Ms. Woodman acknowledged that her outfits may be a little provocative, but she is also correct in saying that they more or less cover her up. She doesn't, for instance, appear to be in danger of having any Lindsay Lohan-esque wardrobe malfunctions. As she pointed out, she isn't hurting anyone, and furthermore, her behavior seems to have been exemplary-she says she remained polite to the bouncers even in the face of their mistreatment of her, and there don't seem to be any reports of violence breaking out. Also note that she only goes out once every two weeks, so it's not as if she is partying her hardest every single night. Indeed, the fact that she limits her nights out to one every two weeks speaks to the fact that she has her priorities straight: She takes care of her children and she works hard to do so. Ms. Woodman, by the way, is a medical secretary at a hospital hygiene company. So given that she was not overly intoxicated, was not unnecessarily aggressive, and was certainly of legal age, why was she turned away? Because the bouncers didn't like what she was wearing. Does that seem right to you kittens?

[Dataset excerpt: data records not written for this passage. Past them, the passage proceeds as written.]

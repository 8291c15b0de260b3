//! Typed form inputs and their validation.
//!
//! Each submission is a plain input struct. Validation is a pure function
//! returning [`FormOutcome::Valid`] with a draft ready for persistence, or
//! [`FormOutcome::Invalid`] with messages keyed by field name. The author of a
//! post or comment is never part of an input; services bind it from the
//! request context.

use std::collections::BTreeMap;

use serde::Serialize;

use super::{
    COMMENT_TEXT_MAX, CommentText, CommentValidationError, Group, GroupId, PostText,
};

/// Field name of the post/comment body.
pub const TEXT_FIELD: &str = "text";
/// Field name of the post group selector.
pub const GROUP_FIELD: &str = "group";
/// Field name of the post image upload.
pub const IMAGE_FIELD: &str = "image";

const REQUIRED: &str = "This field is required.";
const INVALID_CHOICE: &str = "Select a valid choice. That choice is not one of the available choices.";
const EMPTY_FILE: &str = "The submitted file is empty.";
const INVALID_FILE_NAME: &str = "The submitted file name is not valid.";
const INVALID_IMAGE: &str =
    "Upload a valid image. The file you uploaded was either not an image or a corrupted image.";

/// File extensions accepted for post images.
pub const IMAGE_EXTENSIONS: [&str; 6] = ["gif", "png", "jpg", "jpeg", "webp", "bmp"];

/// Messages keyed by field name, in field-name order.
#[derive(Debug, Clone, Default, PartialEq, Eq, Serialize)]
#[serde(transparent)]
pub struct FieldErrors(BTreeMap<String, Vec<String>>);

impl FieldErrors {
    /// No errors.
    pub fn new() -> Self {
        Self::default()
    }

    /// Record `message` against `field`.
    pub fn add(&mut self, field: &str, message: impl Into<String>) {
        self.0
            .entry(field.to_owned())
            .or_default()
            .push(message.into());
    }

    /// Messages recorded for `field`.
    pub fn get(&self, field: &str) -> &[String] {
        self.0.get(field).map_or(&[], Vec::as_slice)
    }

    /// True when no field has errors.
    pub fn is_empty(&self) -> bool {
        self.0.is_empty()
    }

    /// Names of fields with errors.
    pub fn fields(&self) -> impl Iterator<Item = &str> {
        self.0.keys().map(String::as_str)
    }
}

/// Result of validating a form.
#[derive(Debug, Clone, PartialEq, Eq)]
pub enum FormOutcome<T> {
    /// Input is acceptable.
    Valid(T),
    /// Input was rejected; nothing may be mutated.
    Invalid(FieldErrors),
}

impl<T> FormOutcome<T> {
    /// Map the valid payload.
    pub fn map<U>(self, f: impl FnOnce(T) -> U) -> FormOutcome<U> {
        match self {
            Self::Valid(value) => FormOutcome::Valid(f(value)),
            Self::Invalid(errors) => FormOutcome::Invalid(errors),
        }
    }

    fn from_parts(value: Option<T>, errors: FieldErrors) -> Self {
        match value {
            Some(value) if errors.is_empty() => Self::Valid(value),
            _ => Self::Invalid(errors),
        }
    }
}

/// Raw uploaded image.
#[derive(Debug, Clone, PartialEq, Eq)]
pub struct ImageUpload {
    /// Client-supplied file name.
    pub file_name: String,
    /// File content.
    pub content: Vec<u8>,
}

/// Uploaded image that passed validation.
#[derive(Debug, Clone, PartialEq, Eq)]
pub struct ValidImage {
    file_name: String,
    content: Vec<u8>,
}

impl ValidImage {
    /// Sanitised file name (no directories, safe characters only).
    pub fn file_name(&self) -> &str {
        self.file_name.as_str()
    }

    /// File content.
    pub fn content(&self) -> &[u8] {
        &self.content
    }
}

/// Post create/edit submission.
///
/// A missing `group` means "no group": on edit it clears the current one.
#[derive(Debug, Clone, Default, PartialEq, Eq)]
pub struct PostInput {
    /// Body text.
    pub text: String,
    /// Selected group.
    pub group: Option<GroupId>,
    /// Optional new image.
    pub image: Option<ImageUpload>,
}

/// How the group selected in a [`PostInput`] resolved.
#[derive(Debug, Clone, PartialEq, Eq)]
pub enum GroupChoice {
    /// No group was selected.
    NotSelected,
    /// The selected group exists.
    Found(Group),
    /// The selected id matches no group.
    Unknown,
}

/// Post fields ready to be stored.
#[derive(Debug, Clone, PartialEq, Eq)]
pub struct PostDraft {
    /// Body text.
    pub text: PostText,
    /// Group to attach, `None` for no group.
    pub group: Option<Group>,
    /// New image to store, if one was uploaded.
    pub image: Option<ValidImage>,
}

/// Validate a post submission.
///
/// # Examples
/// ```
/// use blog::domain::{FormOutcome, GroupChoice, PostInput, validate_post};
///
/// let input = PostInput { text: "  ".into(), ..PostInput::default() };
/// match validate_post(&input, GroupChoice::NotSelected) {
///     FormOutcome::Invalid(errors) => assert_eq!(errors.get("text").len(), 1),
///     FormOutcome::Valid(_) => unreachable!("blank text is rejected"),
/// }
/// ```
pub fn validate_post(input: &PostInput, group: GroupChoice) -> FormOutcome<PostDraft> {
    let mut errors = FieldErrors::new();

    let text = PostText::new(input.text.as_str())
        .map_err(|_| errors.add(TEXT_FIELD, REQUIRED))
        .ok();

    let group = match group {
        GroupChoice::NotSelected => Some(None),
        GroupChoice::Found(group) => Some(Some(group)),
        GroupChoice::Unknown => {
            errors.add(GROUP_FIELD, INVALID_CHOICE);
            None
        }
    };

    let image = match &input.image {
        None => Some(None),
        Some(upload) => match validate_image(upload) {
            Ok(image) => Some(Some(image)),
            Err(message) => {
                errors.add(IMAGE_FIELD, message);
                None
            }
        },
    };

    let draft = match (text, group, image) {
        (Some(text), Some(group), Some(image)) => Some(PostDraft { text, group, image }),
        _ => None,
    };
    FormOutcome::from_parts(draft, errors)
}

/// Comment submission.
#[derive(Debug, Clone, Default, PartialEq, Eq)]
pub struct CommentInput {
    /// Body text.
    pub text: String,
}

/// Validate a comment submission.
pub fn validate_comment(input: &CommentInput) -> FormOutcome<CommentText> {
    let mut errors = FieldErrors::new();
    let text = match CommentText::new(input.text.as_str()) {
        Ok(text) => Some(text),
        Err(CommentValidationError::EmptyText) => {
            errors.add(TEXT_FIELD, REQUIRED);
            None
        }
        Err(CommentValidationError::TooLong { length, .. }) => {
            errors.add(
                TEXT_FIELD,
                format!(
                    "Ensure this value has at most {COMMENT_TEXT_MAX} characters (it has {length})."
                ),
            );
            None
        }
    };
    FormOutcome::from_parts(text, errors)
}

fn validate_image(upload: &ImageUpload) -> Result<ValidImage, String> {
    let file_name = sanitize_file_name(&upload.file_name).ok_or(INVALID_FILE_NAME)?;
    if upload.content.is_empty() {
        return Err(EMPTY_FILE.to_owned());
    }

    let extension = file_name
        .rsplit_once('.')
        .map(|(_, ext)| ext.to_ascii_lowercase())
        .unwrap_or_default();
    if !IMAGE_EXTENSIONS.contains(&extension.as_str()) {
        return Err(format!(
            "File extension “{extension}” is not allowed. Allowed extensions are: {}.",
            IMAGE_EXTENSIONS.join(", ")
        ));
    }
    if !has_image_signature(&upload.content) {
        return Err(INVALID_IMAGE.to_owned());
    }

    Ok(ValidImage {
        file_name,
        content: upload.content.clone(),
    })
}

/// Reduce a client file name to a safe base name.
///
/// Directory components are dropped, spaces become underscores and any
/// character other than alphanumerics, `-`, `_` and `.` is removed.
pub fn sanitize_file_name(raw: &str) -> Option<String> {
    let base = raw.rsplit(['/', '\\']).next().unwrap_or(raw).trim();
    let cleaned: String = base
        .chars()
        .map(|ch| if ch == ' ' { '_' } else { ch })
        .filter(|ch| ch.is_alphanumeric() || matches!(ch, '-' | '_' | '.'))
        .collect();
    if cleaned.is_empty() || cleaned.chars().all(|ch| ch == '.') {
        None
    } else {
        Some(cleaned)
    }
}

fn has_image_signature(content: &[u8]) -> bool {
    const SIGNATURES: [&[u8]; 5] = [
        b"GIF87a",
        b"GIF89a",
        b"\x89PNG\r\n\x1a\n",
        b"\xFF\xD8\xFF",
        b"BM",
    ];
    let is_webp = content.get(..4) == Some(b"RIFF") && content.get(8..12) == Some(b"WEBP");
    is_webp || SIGNATURES.iter().any(|sig| content.starts_with(sig))
}

#[cfg(test)]
mod tests {
    use super::*;
    use crate::domain::GroupSlug;
    use rstest::{fixture, rstest};

    const SMALL_GIF: &[u8] = b"\x47\x49\x46\x38\x39\x61\x02\x00\x01\x00\x80\x00\x00\x00\x00\x00\
\xFF\xFF\xFF\x21\xF9\x04\x00\x00\x00\x00\x00\x2C\x00\x00\x00\x00\x02\x00\x01\x00\x00\x02\x02\x0C\
\x0A\x00\x3B";

    #[fixture]
    fn group() -> Group {
        Group::new(
            GroupId::new(1),
            "Test group",
            GroupSlug::new("testSlug").expect("slug"),
            "Test description",
        )
        .expect("group")
    }

    fn post_input(text: &str) -> PostInput {
        PostInput {
            text: text.to_owned(),
            ..PostInput::default()
        }
    }

    fn expect_invalid<T: std::fmt::Debug>(outcome: FormOutcome<T>) -> FieldErrors {
        match outcome {
            FormOutcome::Invalid(errors) => errors,
            FormOutcome::Valid(value) => panic!("expected field errors, got {value:?}"),
        }
    }

    #[rstest]
    fn valid_post_without_group() {
        let outcome = validate_post(&post_input("Check"), GroupChoice::NotSelected);
        let FormOutcome::Valid(draft) = outcome else {
            panic!("expected a valid draft");
        };
        assert_eq!(draft.text.as_str(), "Check");
        assert_eq!(draft.group, None);
        assert_eq!(draft.image, None);
    }

    #[rstest]
    fn valid_post_with_group_and_image(group: Group) {
        let input = PostInput {
            text: "Image post".to_owned(),
            group: Some(group.id()),
            image: Some(ImageUpload {
                file_name: "small.gif".to_owned(),
                content: SMALL_GIF.to_vec(),
            }),
        };
        let FormOutcome::Valid(draft) = validate_post(&input, GroupChoice::Found(group.clone()))
        else {
            panic!("expected a valid draft");
        };
        assert_eq!(draft.group, Some(group));
        assert_eq!(draft.image.as_ref().map(ValidImage::file_name), Some("small.gif"));
    }

    #[rstest]
    fn collects_errors_for_every_field() {
        let input = PostInput {
            text: String::new(),
            group: Some(GroupId::new(99)),
            image: Some(ImageUpload {
                file_name: "notes.txt".to_owned(),
                content: b"hello".to_vec(),
            }),
        };
        let errors = expect_invalid(validate_post(&input, GroupChoice::Unknown));
        assert_eq!(
            errors.fields().collect::<Vec<_>>(),
            vec![GROUP_FIELD, IMAGE_FIELD, TEXT_FIELD]
        );
        assert_eq!(errors.get(TEXT_FIELD), [REQUIRED.to_owned()]);
    }

    #[rstest]
    #[case("fake.gif", b"not really a gif".as_slice(), INVALID_IMAGE)]
    #[case("empty.png", b"".as_slice(), EMPTY_FILE)]
    #[case("../", SMALL_GIF, INVALID_FILE_NAME)]
    fn rejects_bad_images(#[case] name: &str, #[case] content: &[u8], #[case] message: &str) {
        let input = PostInput {
            text: "text".to_owned(),
            group: None,
            image: Some(ImageUpload {
                file_name: name.to_owned(),
                content: content.to_vec(),
            }),
        };
        let errors = expect_invalid(validate_post(&input, GroupChoice::NotSelected));
        assert_eq!(errors.get(IMAGE_FIELD), [message.to_owned()]);
    }

    #[rstest]
    #[case("small.gif", Some("small.gif"))]
    #[case("C:\\Users\\me\\my cat.png", Some("my_cat.png"))]
    #[case("../../etc/passwd", Some("passwd"))]
    #[case("我的.jpg", Some("我的.jpg"))]
    #[case("..", None)]
    #[case("   ", None)]
    fn sanitises_file_names(#[case] raw: &str, #[case] expected: Option<&str>) {
        assert_eq!(sanitize_file_name(raw).as_deref(), expected);
    }

    #[rstest]
    fn comment_within_limit_is_valid() {
        let outcome = validate_comment(&CommentInput {
            text: "Comment".to_owned(),
        });
        assert_eq!(outcome.map(|text| text.as_str().to_owned()), FormOutcome::Valid("Comment".to_owned()));
    }

    #[rstest]
    fn overlong_comment_reports_length() {
        let errors = expect_invalid(validate_comment(&CommentInput {
            text: "x".repeat(300),
        }));
        assert_eq!(
            errors.get(TEXT_FIELD),
            ["Ensure this value has at most 255 characters (it has 300).".to_owned()]
        );
    }

    #[rstest]
    fn blank_comment_is_required() {
        let errors = expect_invalid(validate_comment(&CommentInput::default()));
        assert_eq!(errors.get(TEXT_FIELD), [REQUIRED.to_owned()]);
    }
}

The flip side of the argument is that maybe Ms. Woodman's outfit was offensive because it was counter to the club's dress code. When the Daily Mail got in touch with Nexum Leisure, the company which runs all three of Worcester's clubs, director Dean Hill told them this: "We expect people to make an effort and we have a dress code of smart casual." "Smart casual" is by nature a little nebulous, but it's possible that the short skirts and sky-high boots Ms. Woodman favors didn't fit with the club's image. But Ms. Woodman also told the paper that during this particular incident, "One doorman even made me walk up and down and turn around in front of people laughing at what I was wearing. I was totally in shock and really humiliated." There are ways to gracefully handle denying people entry somewhere-but publically humiliating them is not one of them.

In the words of Mr. Hill, "At the end of the day, it's private premises and we reserve the right to refuse entry for anyone." This may be true. But at the end of the day, it's also a person's right to express themselves how they want, especially through their clothing. Yes, we can always tell Ms. Woodman simply not to give these sorts of places her business-they don't deserve her patronage and all that-but ultimately the club is the one who is losing. Congratulations! You've just lost a customer!

So go ahead, kittens. Wear what you like. Even if it's tacky. Meanie won't tell anyone how old you are. Shhhhhh!